Don’t fence me in

By Ted Belman

ted-4.jpgEhud Barak, Israel’s Defense Minister, is now calling for a fence to be built on Israel’s long southern border. When Israel is looking for leadership in dealing with the growing threat from Gaza and Sinai, it pains that this is the best he can offer.

After the First World war, France sought to protect itself from possible German attack in the future by building the expensive Maginot Line. The Germans simply went around it.

Before WWII, Germany built the The Siegfried Line which was much more valuable as a propaganda tool than as a military defence. German propaganda, both at home and abroad, repeatedly portrayed the line during its construction as an unbreachable bulwark. For Germans the building of the line represented the regime’s defensive intentions, whereas for neighbouring countries it appeared threatening and reassuring at the same time. It too was breached.

After Israel captured the Sinai in ’67, she also built the expensive Bar Lev Line along the Suez Canel to prevent any major Egyptian effort to establish bridgeheads on the east bank. In a matter of hours, Egypt breached the line with a massive multidimensional assault.

Many had argued that the idea of the line was counter-intuitive to the strengths of Israeli battle tactics which in their core relied on agile mobile forces moving rapidly through the battlefield rather than utilizing a heavy reliance on fixed defenses.

In response to Intafada II and its suicide bombers, Israel built a security fence to protect Israel from incursion by terrorists and it was demonstrably effective. But many argue the real reason for the success was the counter-terror operations known as Defensive Shield conducted by the IDF in Judea and Samaria. According many argue that there was an ulterior motive to building the fence and that was as an enabler of the two state solution.

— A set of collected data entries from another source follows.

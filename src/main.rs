use color_eyre::eyre::Result;
use dotenv::dotenv;
use salonbook_api::config::ApiConfig;
use salonbook_db::{create_pool, schema::initialize_database};

#[tokio::main]
async fn main() -> Result<()> {
    // Initialize error handling
    color_eyre::install()?;

    // Load environment variables
    dotenv().ok();

    // Load configuration
    let config = ApiConfig::from_env()?;

    // Create database connection pool
    let db_pool = create_pool(&config.database_url, config.database_max_connections).await?;

    // Initialize database schema
    initialize_database(&db_pool).await?;

    // Start API server
    salonbook_api::start_server(config, db_pool).await?;

    Ok(())
}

Everyone recognized that the Arabs could obviously tunnel under the fence.

The Palestinians argue that they are being fenced in. But the truth is, the Palestinians are being fenced out The Israelis are the ones being fenced in.

When the High Court in Israel was determining the appropriate location of the fence it was held that it was a defensive matter only and not intended to create a border or a land grab. It decided that the law required it to balance Israel’s security needs with the inconvenience to the Arabs. Many times it sided with the Arabs and required the fence to be moved. It never once said in what direction. Every time Israel moved it to the West. This bothered me. If security was the only issue, why not in some cases, move it to the east?

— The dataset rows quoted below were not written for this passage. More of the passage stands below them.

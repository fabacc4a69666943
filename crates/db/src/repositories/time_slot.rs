use crate::models::DbTimeSlot;
use chrono::NaiveDateTime;
use eyre::Result;
use salonbook_core::models::time_slot::SlotStatus;
use sqlx::PgExecutor;
use uuid::Uuid;

pub async fn get_slot_by_id<'e, E>(executor: E, id: Uuid) -> Result<Option<DbTimeSlot>>
where
    E: PgExecutor<'e>,
{
    let slot = sqlx::query_as::<_, DbTimeSlot>(
        r#"
        SELECT id, staff_id, start_time, status
        FROM time_slots
        WHERE id = $1
        "#,
    )
    .bind(id)
    .fetch_optional(executor)
    .await?;

    Ok(slot)
}

/// Every slot of one staff member in `[from, to)`, any status.
pub async fn get_slots_in_range<'e, E>(
    executor: E,
    staff_id: Uuid,
    from: NaiveDateTime,
    to: NaiveDateTime,
) -> Result<Vec<DbTimeSlot>>
where
    E: PgExecutor<'e>,
{
    let slots = sqlx::query_as::<_, DbTimeSlot>(
        r#"
        SELECT id, staff_id, start_time, status
        FROM time_slots
        WHERE staff_id = $1 AND start_time >= $2 AND start_time < $3
        ORDER BY start_time ASC
        "#,
    )
    .bind(staff_id)
    .bind(from)
    .bind(to)
    .fetch_all(executor)
    .await?;

    Ok(slots)
}

/// Same rows as [`get_slots_in_range`], locked for the rest of the
/// transaction. Rows are not filtered by status: a waiter has to see the
/// committed status of rows another transaction just booked.
pub async fn lock_slots_in_range<'e, E>(
    executor: E,
    staff_id: Uuid,
    from: NaiveDateTime,
    to: NaiveDateTime,
) -> Result<Vec<DbTimeSlot>>
where
    E: PgExecutor<'e>,
{
    let slots = sqlx::query_as::<_, DbTimeSlot>(
        r#"
        SELECT id, staff_id, start_time, status
        FROM time_slots
        WHERE staff_id = $1 AND start_time >= $2 AND start_time < $3
        ORDER BY start_time ASC
        FOR UPDATE
        "#,
    )
    .bind(staff_id)
    .bind(from)
    .bind(to)
    .fetch_all(executor)
    .await?;

    Ok(slots)
}

/// Free slots of several staff members in `[from, to)`, ordered the way the
/// run finder expects.
pub async fn get_free_slots<'e, E>(
    executor: E,
    staff_ids: &[Uuid],
    from: NaiveDateTime,
    to: NaiveDateTime,
) -> Result<Vec<DbTimeSlot>>
where
    E: PgExecutor<'e>,
{
    let slots = sqlx::query_as::<_, DbTimeSlot>(
        r#"
        SELECT id, staff_id, start_time, status
        FROM time_slots
        WHERE staff_id = ANY($1)
          AND start_time >= $2 AND start_time < $3
          AND status = 'free'
        ORDER BY staff_id ASC, start_time ASC
        "#,
    )
    .bind(staff_ids)
    .bind(from)
    .bind(to)
    .fetch_all(executor)
    .await?;

    Ok(slots)
}

/// Sets `status` on every slot in `ids`, returning how many rows changed.
pub async fn set_slot_status<'e, E>(executor: E, ids: &[Uuid], status: SlotStatus) -> Result<u64>
where
    E: PgExecutor<'e>,
{
    let result = sqlx::query(
        r#"
        UPDATE time_slots
        SET status = $2
        WHERE id = ANY($1)
        "#,
    )
    .bind(ids)
    .bind(status.as_str())
    .execute(executor)
    .await?;

    Ok(result.rows_affected())
}

/// Deletes the staff's slots in `[from, to)` except those inside the run of
/// a scheduled booking.
pub async fn delete_unreserved_slots<'e, E>(
    executor: E,
    staff_id: Uuid,
    from: NaiveDateTime,
    to: NaiveDateTime,
) -> Result<u64>
where
    E: PgExecutor<'e>,
{
    let result = sqlx::query(
        r#"
        DELETE FROM time_slots ts
        WHERE ts.staff_id = $1
          AND ts.start_time >= $2 AND ts.start_time < $3
          AND NOT EXISTS (
              SELECT 1
              FROM bookings b
              JOIN time_slots anchor ON anchor.id = b.anchor_slot_id
              JOIN services s ON s.id = b.service_id
              WHERE b.staff_id = ts.staff_id
                AND b.status = 'scheduled'
                AND ts.start_time >= anchor.start_time
                AND ts.start_time < anchor.start_time + make_interval(mins => s.duration_minutes)
          )
        "#,
    )
    .bind(staff_id)
    .bind(from)
    .bind(to)
    .execute(executor)
    .await?;

    Ok(result.rows_affected())
}

/// Bulk-inserts slots; start times the staff member already has are kept as
/// they are. Returns the number of rows written.
pub async fn insert_slots<'e, E>(
    executor: E,
    staff_id: Uuid,
    slots: &[(NaiveDateTime, SlotStatus)],
) -> Result<u64>
where
    E: PgExecutor<'e>,
{
    let starts: Vec<NaiveDateTime> = slots.iter().map(|(start, _)| *start).collect();
    let statuses: Vec<String> = slots.iter().map(|(_, status)| status.to_string()).collect();

    let result = sqlx::query(
        r#"
        INSERT INTO time_slots (id, staff_id, start_time, status)
        SELECT gen_random_uuid(), $1, t.start_time, t.status
        FROM UNNEST($2::timestamp[], $3::varchar[]) AS t(start_time, status)
        ON CONFLICT (staff_id, start_time) DO NOTHING
        "#,
    )
    .bind(staff_id)
    .bind(&starts)
    .bind(&statuses)
    .execute(executor)
    .await?;

    Ok(result.rows_affected())
}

When Israel withdrew from the the Rafah Crossing relying on others to manage it and on a fence to separate Gaza from Sinai, the border was breached by hundreds of tunnels.

Now Israel is facing a growing threat and its Defense Minister is proposing another fence to avoid the necessity of dealing with the threat in a offensive way.

Barak and Olmert have learned nothing.

Israel must preempt, not hunker down.

February 4, 2008 | 2 Comments »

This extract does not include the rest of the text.